Effective communication is an important skill to have in all walks of life. For the doctor, delivering good news is all too easy because the reaction from the patient and relatives is always positive. There are no awkward moments and everyone feels good about it. However, when bad news is delivered, the uncertainty of how the patient and relatives will react to the news can make the doctor feel uneasy. Some may not know how best to handle the situation, especially if they have not been formally taught in medical school.

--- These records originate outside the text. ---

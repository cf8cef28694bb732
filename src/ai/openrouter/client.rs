use super::types::{ChatCompletionRequest, ChatCompletionResponse, ErrorResponse};
use crate::{Error, Result};
use reqwest::{Client, StatusCode};
use std::time::Duration;

const DEFAULT_BASE_URL: &str = "https://openrouter.ai";

pub struct OpenRouterHttpClient {
    client: Client,
    pub(crate) api_key: String,
    base_url: String,
    timeout: Duration,
}

impl OpenRouterHttpClient {
    pub fn new_with_client(api_key: String, timeout: Duration, client: Client) -> Self {
        Self {
            client,
            api_key,
            base_url: DEFAULT_BASE_URL.to_string(),
            timeout,
        }
    }

    pub fn with_base_url(mut self, base_url: String) -> Self {
        self.base_url = base_url;
        self
    }

    pub async fn chat_completion(
        &self,
        request: &ChatCompletionRequest,
    ) -> Result<ChatCompletionResponse> {
        let url = format!("{}/api/v1/chat/completions", self.base_url);
        let response = self
            .client
            .post(&url)
            .timeout(self.timeout)
            .header("Authorization", format!("Bearer {}", self.api_key))
            .header("Content-Type", "application/json")
            .json(request)
            .send()
            .await
            .map_err(|e| {
                tracing::error!("Failed to send request to OpenRouter: {}", e);
                e
            })?;

        if !response.status().is_success() {
            let status = response.status();
            let error_text = response.text().await.unwrap_or_default();
            tracing::error!("OpenRouter API error (status {}): {}", status, error_text);
            return Err(Error::AiProvider(format!(
                "OpenRouter API Error: {}",
                error_message(status, &error_text)
            )));
        }

        let body = response.text().await?;
        serde_json::from_str(&body).map_err(|e| {
            tracing::error!("Failed to parse OpenRouter response: {}\nBody: {}", e, body);
            Error::AiProvider(format!("Failed to parse OpenRouter response: {}", e))
        })
    }
}

/// Prefer the provider's own `error.message`, else a generic status line.
fn error_message(status: StatusCode, body: &str) -> String {
    serde_json::from_str::<ErrorResponse>(body)
        .ok()
        .and_then(|r| r.error.message)
        .filter(|m| !m.trim().is_empty())
        .unwrap_or_else(|| {
            format!(
                "HTTP Error: {} {}",
                status.as_u16(),
                status.canonical_reason().unwrap_or("")
            )
            .trim_end()
            .to_string()
        })
}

Discussing prognosis and time frame with the patient is important. This gives the patient time to settle his / her affairs with loved ones and colleagues. It allows them to plan on what they want to accomplish or do in the remaining days. In certain circumstances, the doctor can play a meaningful role by tempering the over ambitious expectations of the patient and relatives in terms of what they can achieve in the time remaining. The doctor can help in prioritizing what to do.
Doctors, like patients, are humans. The prognostication is based on statistics. Hence, when the doctor says 6 months, it is not cast in stone. A patient and his / her relatives must realize that it can be shorter or longer than 6 months. Multiple factors, such as the general starting condition of the patient, nutritional status after the diagnosis, the patient’s frame of mind and response to palliative treatment modalities all play a role in determining the time frame.

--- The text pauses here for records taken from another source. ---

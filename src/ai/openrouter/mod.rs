pub mod chat;
pub mod client;
pub mod types;

pub use chat::OpenRouterChatClient;
//! Gemini `generateContent` payload types.

use serde::{Deserialize, Serialize};

/// Request body for `generateContent`.
#[derive(Debug, Serialize)]
#[serde(rename_all = "camelCase")]
pub struct GenerateContentRequest {
    pub contents: Vec<Content>,
    pub generation_config: GenerationConfig,
}

/// Sampling and output-format settings.
#[derive(Debug, Serialize)]
#[serde(rename_all = "camelCase")]
pub struct GenerationConfig {
    pub response_mime_type: String,
    pub temperature: f64,
    pub top_p: f64,
}

/// Gemini content container used in both requests and responses.
#[derive(Debug, Clone, Serialize, Deserialize)]
pub struct Content {
    #[serde(skip_serializing_if = "Option::is_none")]
    pub role: Option<String>,
    #[serde(default)]
    pub parts: Vec<Part>,
}

/// Untagged union of text and inline media content parts.
///
/// Variant order matters for `#[serde(untagged)]` decoding.
#[derive(Debug, Clone, Serialize, Deserialize)]
#[serde(untagged)]
pub enum Part {
    Text {
        text: String,
    },
    InlineData {
        #[serde(rename = "inlineData")]
        inline_data: InlineData,
    },
}

/// Base64 inline payload used for image requests.
#[derive(Debug, Clone, Serialize, Deserialize)]
#[serde(rename_all = "camelCase")]
pub struct InlineData {
    pub mime_type: String,
    pub data: String,
}

/// Top-level `generateContent` response envelope.
#[derive(Debug, Deserialize)]
pub struct GenerateContentResponse {
    #[serde(default)]
    pub candidates: Vec<Candidate>,
}

/// Candidate completion item returned by Gemini.
#[derive(Debug, Deserialize)]
pub struct Candidate {
    pub content: Content,
}

impl GenerateContentResponse {
    /// All text parts of the first candidate, concatenated.
    pub fn text(&self) -> Option<String> {
        let candidate = self.candidates.first()?;
        let text: String = candidate
            .content
            .parts
            .iter()
            .filter_map(|p| match p {
                Part::Text { text } => Some(text.as_str()),
                Part::InlineData { .. } => None,
            })
            .collect();

        if text.trim().is_empty() {
            None
        } else {
            Some(text)
        }
    }
}
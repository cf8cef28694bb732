//! Error handling and custom error types
//!
//! Provides unified error handling across the crate using thiserror.

use thiserror::Error;

#[derive(Error, Debug)]
pub enum Error {
    /// No API key configured for the provider that was asked to generate.
    #[error("{0}")]
    MissingCredential(String),

    /// Transport failure, non-success HTTP status or an empty completion.
    #[error("{0}")]
    AiProvider(String),

    /// Provider text could not be turned into a list of prompts. The payload
    /// carries the diagnostic detail; the user-facing message is generic.
    #[error("The AI returned an unexpected format. Please try again.")]
    Format(String),

    #[error("IO error: {0}")]
    Io(#[from] std::io::Error),

    #[error("Serialization error: {0}")]
    Serialization(#[from] serde_json::Error),

    #[error("HTTP request error: {0}")]
    Http(#[from] reqwest::Error),

    #[error("Storage error: {0}")]
    Storage(String),

    #[error("Configuration error: {0}")]
    Config(String),
}

pub type Result<T> = std::result::Result<T, Error>;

I believe in discussing time frame with my patients. However, I always emphasise to my patients that this does not mean they should give up and sit there waiting for the fateful day. While both the patient and I must be realistic in our expectations, we should still try to live and enjoy those days as full and as best we can. The doctor’s roles are to guide the patient in choosing the right management plan for him / her, to ameliorate symptoms and thus improve the quality of life, to offer a sympathetic ear at times of distress and despair and when all has failed, to let the patient know that you are still there.
Treating a patient with terminal illness is like setting out on a journey together. Sometimes you do things and someitmes you just walk in silence. You only leave when your patient asks you to or you have reached the end of the road with your pateint. The journey can be longer or shorter but it does not matter. We should try to make it a smooth journey with a sprinkle of hope.